Reflecting on how Hostess ended up in this position, Rayburn told CNBC that excessive debt and inadequate reinvestment into a business over a period of many yearsis a recipe for serious trouble at many companies, including Hostess.
“I think for Hostess, we have a path to emerge, but it’s a difficult one, it’s a painful one,” Rayburn says. “It’s painful for the employees because it requires wage concessions, pensions concessions, and they’ve been through this ringer once already. So there is a way, but it’s not an easy way.”
Hostess recently proposed a deal to its union members that would save $200 million in costs, but would come at the expense of cutting wages and health care for 19,000 employees. The unions are expected to vote on the proposal in September.
Asked by the show’s panel whether Hostess’ problems were an expense issue or a revenue issue to the degree revenues aren’t growing enough to diminish the need to cut costs, Rayburn says sales trends at the company have been surprisingly good.
“What has fascinated me about Hostess — because I have done a bunch of different businesses over 29 years — is that our revenues have been stable,” he says. “And so, when you look at, we’ve had everything you can imagine: two bankruptcies, bad press, corn prices like dust bowl levels, which impacts us hugely, because when you are in bankruptcy you can’t hedge. Well, you can hedge for like two months, but you can’t hedge long term."
Asked how much Hostess’ management is asking its employees to give up to make the business viable, Mr. Rayburn was blunt.
“A lot,” he says. “I think in terms of wage concessions it’s about $40 million a year.
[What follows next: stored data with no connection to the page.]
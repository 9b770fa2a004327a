//! Byte units used when reporting pool sizes.

use core::fmt;

/// `1 KiB`
pub const KIB: usize = 1 << 10;
/// `1 MiB`
pub const MIB: usize = 1 << 20;
/// `1 GiB`
pub const GIB: usize = 1 << 30;

/// Wrap a raw byte count so it is printed with a binary unit suffix.
pub fn bytes(count: usize) -> ByteUnit {
    ByteUnit(count)
}

/// A byte count that pretty-prints itself using the
/// [`Display`](core::fmt::Display) implementation.
#[derive(Debug, Clone, Copy, PartialEq, Eq)]
pub struct ByteUnit(pub usize);

impl fmt::Display for ByteUnit {
    fn fmt(&self, f: &mut fmt::Formatter<'_>) -> fmt::Result {
        let count = self.0 as f64;

        if self.0 < KIB {
            write!(f, "{} B", self.0)
        } else if self.0 < MIB {
            write!(f, "{:.2} KiB", count / KIB as f64)
        } else if self.0 < GIB {
            write!(f, "{:.2} MiB", count / MIB as f64)
        } else {
            write!(f, "{:.2} GiB", count / GIB as f64)
        }
    }
}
So, this is an 8% wage cut year one, but I think the key to that is, and what’s different about this from other deals I’ve done, is it is total company wage concessions, it’s not one specific union. In other words, it’s management and everyone. From my point of view, the only way to make this work is everyone has to get in the same boat.”
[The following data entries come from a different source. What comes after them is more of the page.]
//! Port traits: the boundary between the control core and the outside world.
//!
//! ```text
//!   CommandChannel ──▶ poller ──▶ queue ──▶ NodeService ──▶ FpgaPort
//!          ▲                                    │
//!          └──────────── AckPort ◀──────────────┤
//!                                               └──▶ EventSink
//! ```
//!
//! Adapters implement these traits.  [`NodeService`](super::service::NodeService)
//! consumes them via generics, so the core never touches a real FPGA or
//! transport directly.

use std::time::Duration;

use serde_json::Value;

use super::ack::Ack;
use super::commands::CommandName;
use super::events::AppEvent;
use crate::error::HardwareError;

// ───────────────────────────────────────────────────────────────
// FPGA port (driven adapter: domain → hardware)
// ───────────────────────────────────────────────────────────────

/// The FPGA interface.  Only ever called from command execution.
///
/// Every FIFO operation is bounded by `timeout`; none may block forever.
pub trait FpgaPort: Send {
    /// Initialize the driver library.
    fn initialize(&mut self) -> Result<(), HardwareError>;

    /// Load the bitfile from `bitfile_dir` and open a session.
    fn open(&mut self, bitfile_dir: &str) -> Result<(), HardwareError>;

    fn close(&mut self) -> Result<(), HardwareError>;

    fn finalize(&mut self) -> Result<(), HardwareError>;

    fn write_command_fifo(&mut self, data: &[u16], timeout: Duration)
    -> Result<(), HardwareError>;

    fn write_request_fifo(&mut self, data: &[u16], timeout: Duration)
    -> Result<(), HardwareError>;

    /// Fill `data` completely from the response FIFO.
    fn read_u16_response_fifo(
        &mut self,
        data: &mut [u16],
        timeout: Duration,
    ) -> Result<(), HardwareError>;
}

// ───────────────────────────────────────────────────────────────
// Command channel (driving adapter: outside world → domain)
// ───────────────────────────────────────────────────────────────

/// A pending request on the external channel.
#[derive(Debug, Clone, PartialEq)]
pub struct InboundRequest {
    /// Channel identifier; `<= 0` means nothing is pending.
    pub command_id: i32,
    pub params: Value,
}

/// Receives acknowledgments.  Shared between the poller (admission acks)
/// and the controller (terminal acks).
pub trait AckPort: Send + Sync {
    fn ack(&self, name: CommandName, command_id: i32, ack: &Ack);
}

/// External command transport.
pub trait CommandChannel: AckPort {
    /// Non-blocking: take the next pending request for `name`, if any.
    fn accept(&self, name: CommandName) -> Option<InboundRequest>;
}

// ───────────────────────────────────────────────────────────────
// Event sink port (driven adapter: domain → telemetry / logging)
// ───────────────────────────────────────────────────────────────

/// The core emits structured [`AppEvent`]s through this port.
pub trait EventSink: Send {
    fn emit(&mut self, event: &AppEvent);
}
While Hostess’ battles with its unions have taken center stage over the past several months, Rayburn was quick to point out that unions don’t “bring down companies.”
“I think that’s an overly simplistic point of view, and I hear that,” Rayburn says. “And there are aspects of union participation that are difficult. In our case, the multi-employer pension plans, which are in the press quite a bit, and the potential liabilities for those, that is a deterrent to investment. That’s a difficult issue, but it’s not one you can’t deal with.”
Mr. Rayburn acknowledged the pension plans stand as liabilities that will need be funded down the road, but are only huge liabilities “if done poorly.”
“In our case, we’ve solved that,” he says. “We can stay in these multi-employer pension plans, and I think that works for our employees, works for our unions. But we have ways to make sure that they’re financially sound. But I don’t think it’s a union issue, I think financial engineering can always get you.”
Rayburn refused to fault past management for Hostess’ current situation, and instead spread the blame around.
“In Hostess’ case, there is plenty of blame for everyone,” he says. “You can look back and you could say, ‘Was it this? Was it this?’ You know frankly, everyone gets complicit in that.”